__TASK DETAILS__
Copy the entries exactly, through the "repository 624724273692e4f7" line.

Saved entries:

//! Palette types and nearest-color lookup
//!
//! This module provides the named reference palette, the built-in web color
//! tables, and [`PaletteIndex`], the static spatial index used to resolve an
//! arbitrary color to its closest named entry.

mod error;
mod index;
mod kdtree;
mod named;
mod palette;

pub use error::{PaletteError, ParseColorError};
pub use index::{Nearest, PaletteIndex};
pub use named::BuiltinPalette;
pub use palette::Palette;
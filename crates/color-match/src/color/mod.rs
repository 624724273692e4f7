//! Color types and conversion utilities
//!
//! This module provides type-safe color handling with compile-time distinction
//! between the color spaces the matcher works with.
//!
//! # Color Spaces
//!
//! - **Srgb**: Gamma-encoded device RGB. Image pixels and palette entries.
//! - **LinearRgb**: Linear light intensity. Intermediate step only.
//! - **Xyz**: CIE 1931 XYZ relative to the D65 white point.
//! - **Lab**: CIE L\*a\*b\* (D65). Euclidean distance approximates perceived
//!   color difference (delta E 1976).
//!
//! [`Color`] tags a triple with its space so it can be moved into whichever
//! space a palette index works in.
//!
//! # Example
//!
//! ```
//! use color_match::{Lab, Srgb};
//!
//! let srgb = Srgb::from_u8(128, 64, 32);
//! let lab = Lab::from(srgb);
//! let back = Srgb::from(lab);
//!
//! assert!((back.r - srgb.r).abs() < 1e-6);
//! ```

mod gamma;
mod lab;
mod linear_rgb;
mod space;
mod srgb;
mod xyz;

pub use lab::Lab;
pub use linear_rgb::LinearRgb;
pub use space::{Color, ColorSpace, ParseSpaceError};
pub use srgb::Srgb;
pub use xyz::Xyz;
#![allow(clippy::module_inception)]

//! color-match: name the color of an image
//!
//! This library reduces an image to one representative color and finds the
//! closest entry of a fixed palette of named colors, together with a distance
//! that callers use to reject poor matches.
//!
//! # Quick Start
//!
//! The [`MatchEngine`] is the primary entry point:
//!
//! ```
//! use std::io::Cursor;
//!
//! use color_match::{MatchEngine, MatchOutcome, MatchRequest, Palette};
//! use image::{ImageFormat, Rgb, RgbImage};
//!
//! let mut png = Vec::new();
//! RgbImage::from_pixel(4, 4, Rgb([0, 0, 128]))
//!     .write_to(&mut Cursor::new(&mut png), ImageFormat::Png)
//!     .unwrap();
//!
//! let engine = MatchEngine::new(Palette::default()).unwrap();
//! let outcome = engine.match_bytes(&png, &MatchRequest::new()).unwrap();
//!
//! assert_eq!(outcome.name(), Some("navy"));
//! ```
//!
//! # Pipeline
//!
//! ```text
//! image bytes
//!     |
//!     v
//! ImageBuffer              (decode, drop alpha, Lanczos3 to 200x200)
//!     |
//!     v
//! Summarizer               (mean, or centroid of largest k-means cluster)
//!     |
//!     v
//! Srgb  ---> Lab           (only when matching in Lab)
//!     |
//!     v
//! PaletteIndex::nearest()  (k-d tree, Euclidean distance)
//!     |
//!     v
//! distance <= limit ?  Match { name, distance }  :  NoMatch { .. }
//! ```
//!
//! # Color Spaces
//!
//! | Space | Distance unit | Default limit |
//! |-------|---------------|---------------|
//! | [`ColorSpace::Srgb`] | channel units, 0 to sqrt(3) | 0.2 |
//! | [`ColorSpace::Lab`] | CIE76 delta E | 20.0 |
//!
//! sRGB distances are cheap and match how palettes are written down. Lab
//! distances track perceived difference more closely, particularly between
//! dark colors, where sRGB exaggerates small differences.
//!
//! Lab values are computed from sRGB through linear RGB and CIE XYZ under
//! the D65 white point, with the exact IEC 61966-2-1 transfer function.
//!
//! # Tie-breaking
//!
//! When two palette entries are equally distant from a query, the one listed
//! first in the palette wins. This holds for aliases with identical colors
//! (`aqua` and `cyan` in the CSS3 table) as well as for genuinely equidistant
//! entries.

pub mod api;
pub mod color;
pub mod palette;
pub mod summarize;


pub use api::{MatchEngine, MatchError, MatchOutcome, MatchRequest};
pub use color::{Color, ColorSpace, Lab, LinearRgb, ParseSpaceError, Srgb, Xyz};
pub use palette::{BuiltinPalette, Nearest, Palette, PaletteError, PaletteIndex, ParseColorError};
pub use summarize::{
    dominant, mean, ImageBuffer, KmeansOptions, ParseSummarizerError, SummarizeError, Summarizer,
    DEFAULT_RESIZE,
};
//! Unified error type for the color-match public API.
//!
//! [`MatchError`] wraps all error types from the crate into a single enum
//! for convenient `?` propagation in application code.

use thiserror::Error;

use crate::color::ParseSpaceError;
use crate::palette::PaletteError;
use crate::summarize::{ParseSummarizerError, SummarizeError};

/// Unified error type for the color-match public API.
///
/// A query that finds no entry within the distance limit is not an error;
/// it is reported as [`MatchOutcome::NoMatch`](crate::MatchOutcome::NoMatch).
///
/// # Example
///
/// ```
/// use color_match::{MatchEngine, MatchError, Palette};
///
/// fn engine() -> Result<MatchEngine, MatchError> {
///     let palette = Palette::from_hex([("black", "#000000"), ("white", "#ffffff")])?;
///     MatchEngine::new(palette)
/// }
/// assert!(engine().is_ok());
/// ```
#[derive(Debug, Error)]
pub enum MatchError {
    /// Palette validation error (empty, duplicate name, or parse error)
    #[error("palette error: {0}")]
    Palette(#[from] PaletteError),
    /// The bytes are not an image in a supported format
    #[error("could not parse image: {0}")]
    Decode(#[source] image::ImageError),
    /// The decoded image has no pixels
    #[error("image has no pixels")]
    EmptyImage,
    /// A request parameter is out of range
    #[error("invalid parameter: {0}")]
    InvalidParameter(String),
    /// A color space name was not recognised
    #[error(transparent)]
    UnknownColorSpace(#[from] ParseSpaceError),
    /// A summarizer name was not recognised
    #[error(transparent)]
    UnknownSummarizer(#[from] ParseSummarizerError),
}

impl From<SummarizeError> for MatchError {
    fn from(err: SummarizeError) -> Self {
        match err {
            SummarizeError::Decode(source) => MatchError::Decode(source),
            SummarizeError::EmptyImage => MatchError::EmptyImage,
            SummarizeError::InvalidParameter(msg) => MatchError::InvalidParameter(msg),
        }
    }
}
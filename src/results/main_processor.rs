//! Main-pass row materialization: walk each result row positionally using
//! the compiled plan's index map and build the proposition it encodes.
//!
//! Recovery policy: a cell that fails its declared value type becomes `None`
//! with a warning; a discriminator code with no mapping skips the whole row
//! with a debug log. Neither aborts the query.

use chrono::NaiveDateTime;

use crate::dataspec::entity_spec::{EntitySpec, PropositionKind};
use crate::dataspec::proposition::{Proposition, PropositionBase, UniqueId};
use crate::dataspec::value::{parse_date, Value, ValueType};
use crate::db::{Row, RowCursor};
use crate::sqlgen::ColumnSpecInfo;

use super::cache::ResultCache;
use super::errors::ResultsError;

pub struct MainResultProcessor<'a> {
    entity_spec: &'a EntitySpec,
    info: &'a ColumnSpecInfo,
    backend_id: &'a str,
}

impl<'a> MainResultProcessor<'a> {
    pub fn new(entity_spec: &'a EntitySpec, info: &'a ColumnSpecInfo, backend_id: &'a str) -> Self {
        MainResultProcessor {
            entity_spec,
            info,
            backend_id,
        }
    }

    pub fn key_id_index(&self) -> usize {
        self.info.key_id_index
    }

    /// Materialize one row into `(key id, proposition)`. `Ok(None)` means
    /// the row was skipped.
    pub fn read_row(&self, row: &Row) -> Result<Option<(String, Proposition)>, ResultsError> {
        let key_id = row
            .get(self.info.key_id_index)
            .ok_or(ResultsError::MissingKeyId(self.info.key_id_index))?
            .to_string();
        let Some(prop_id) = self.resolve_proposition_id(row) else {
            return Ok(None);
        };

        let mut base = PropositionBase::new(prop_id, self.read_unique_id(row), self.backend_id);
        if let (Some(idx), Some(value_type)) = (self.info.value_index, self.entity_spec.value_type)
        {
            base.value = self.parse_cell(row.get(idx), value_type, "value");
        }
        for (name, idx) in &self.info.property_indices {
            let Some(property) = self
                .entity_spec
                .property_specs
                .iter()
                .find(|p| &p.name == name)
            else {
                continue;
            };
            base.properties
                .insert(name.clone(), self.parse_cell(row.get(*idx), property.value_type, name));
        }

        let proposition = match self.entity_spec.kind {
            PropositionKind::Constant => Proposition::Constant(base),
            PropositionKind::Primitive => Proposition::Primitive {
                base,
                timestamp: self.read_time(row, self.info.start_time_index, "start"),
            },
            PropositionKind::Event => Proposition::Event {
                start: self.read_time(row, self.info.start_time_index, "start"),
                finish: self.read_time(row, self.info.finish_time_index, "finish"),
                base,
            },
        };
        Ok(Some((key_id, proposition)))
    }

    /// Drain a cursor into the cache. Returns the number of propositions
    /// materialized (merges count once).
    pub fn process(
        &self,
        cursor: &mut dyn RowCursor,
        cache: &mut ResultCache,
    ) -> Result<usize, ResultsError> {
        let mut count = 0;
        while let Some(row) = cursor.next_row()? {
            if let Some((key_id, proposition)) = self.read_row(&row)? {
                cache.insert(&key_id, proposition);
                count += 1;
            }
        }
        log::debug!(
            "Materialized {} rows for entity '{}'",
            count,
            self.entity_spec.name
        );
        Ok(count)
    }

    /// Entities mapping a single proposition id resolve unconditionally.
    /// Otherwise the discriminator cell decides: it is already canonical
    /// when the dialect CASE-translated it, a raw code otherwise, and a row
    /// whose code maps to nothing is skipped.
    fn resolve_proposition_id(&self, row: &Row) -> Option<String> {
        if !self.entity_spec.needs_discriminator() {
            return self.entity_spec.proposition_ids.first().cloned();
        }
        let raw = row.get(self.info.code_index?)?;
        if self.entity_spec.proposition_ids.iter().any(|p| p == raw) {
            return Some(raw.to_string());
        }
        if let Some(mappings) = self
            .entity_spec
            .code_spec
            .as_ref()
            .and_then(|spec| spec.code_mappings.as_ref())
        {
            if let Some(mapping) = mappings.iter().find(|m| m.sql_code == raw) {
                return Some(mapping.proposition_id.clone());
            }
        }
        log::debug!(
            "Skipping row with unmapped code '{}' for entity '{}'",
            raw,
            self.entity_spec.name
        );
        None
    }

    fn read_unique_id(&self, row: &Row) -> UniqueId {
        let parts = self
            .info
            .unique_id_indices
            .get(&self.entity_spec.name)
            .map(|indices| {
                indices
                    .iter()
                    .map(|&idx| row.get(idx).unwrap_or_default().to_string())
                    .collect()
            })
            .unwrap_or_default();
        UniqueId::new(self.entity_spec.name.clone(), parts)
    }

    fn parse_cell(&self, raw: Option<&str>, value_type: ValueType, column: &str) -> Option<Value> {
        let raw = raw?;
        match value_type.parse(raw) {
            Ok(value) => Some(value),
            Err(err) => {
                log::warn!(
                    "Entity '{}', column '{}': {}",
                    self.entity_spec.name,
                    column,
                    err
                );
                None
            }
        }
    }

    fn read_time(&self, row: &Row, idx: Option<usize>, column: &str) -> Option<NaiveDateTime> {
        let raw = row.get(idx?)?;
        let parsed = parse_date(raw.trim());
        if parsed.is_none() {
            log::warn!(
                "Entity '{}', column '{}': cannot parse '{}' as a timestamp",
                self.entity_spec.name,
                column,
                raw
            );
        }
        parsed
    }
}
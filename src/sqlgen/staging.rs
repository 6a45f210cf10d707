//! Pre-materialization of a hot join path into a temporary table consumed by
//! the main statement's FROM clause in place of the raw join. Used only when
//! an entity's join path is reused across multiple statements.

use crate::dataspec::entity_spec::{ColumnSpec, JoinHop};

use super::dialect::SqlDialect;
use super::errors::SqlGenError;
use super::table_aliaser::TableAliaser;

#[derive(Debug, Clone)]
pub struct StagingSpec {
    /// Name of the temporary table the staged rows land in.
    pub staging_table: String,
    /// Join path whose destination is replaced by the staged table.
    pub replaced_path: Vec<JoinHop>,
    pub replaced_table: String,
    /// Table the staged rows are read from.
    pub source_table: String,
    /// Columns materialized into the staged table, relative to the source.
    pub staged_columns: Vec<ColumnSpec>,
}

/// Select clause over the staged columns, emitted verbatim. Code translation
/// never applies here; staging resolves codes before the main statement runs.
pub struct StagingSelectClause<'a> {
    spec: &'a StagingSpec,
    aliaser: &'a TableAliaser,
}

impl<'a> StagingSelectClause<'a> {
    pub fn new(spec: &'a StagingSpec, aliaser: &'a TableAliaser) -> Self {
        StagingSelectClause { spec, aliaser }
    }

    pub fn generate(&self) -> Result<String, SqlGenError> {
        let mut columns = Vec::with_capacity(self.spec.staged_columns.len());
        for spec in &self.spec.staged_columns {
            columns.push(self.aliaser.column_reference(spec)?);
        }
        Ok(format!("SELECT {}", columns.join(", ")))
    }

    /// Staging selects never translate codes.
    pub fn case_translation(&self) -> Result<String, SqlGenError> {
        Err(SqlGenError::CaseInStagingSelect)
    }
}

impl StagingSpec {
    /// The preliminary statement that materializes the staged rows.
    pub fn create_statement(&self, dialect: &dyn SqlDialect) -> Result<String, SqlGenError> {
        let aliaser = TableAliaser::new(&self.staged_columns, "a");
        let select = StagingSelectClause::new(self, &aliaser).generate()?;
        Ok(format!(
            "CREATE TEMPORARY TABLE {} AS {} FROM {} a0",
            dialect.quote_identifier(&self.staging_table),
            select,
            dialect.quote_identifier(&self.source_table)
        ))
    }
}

__SOLVED PROBLEM__
//! Palette types and nearest-color lookup
//!
//! This module provides the named reference palette, the built-in web color
//! tables, and [`PaletteIndex`], the static spatial index used to resolve an
//! arbitrary color to its closest named entry.

mod error;
mod index;
mod kdtree;
mod named;
mod palette;

pub use error::{PaletteError, ParseColorError};
pub use index::{Nearest, PaletteIndex};
pub use named::BuiltinPalette;
pub use palette::Palette;
filename crates/color-match/src/color/mod.rs
repository 624724273692e4f7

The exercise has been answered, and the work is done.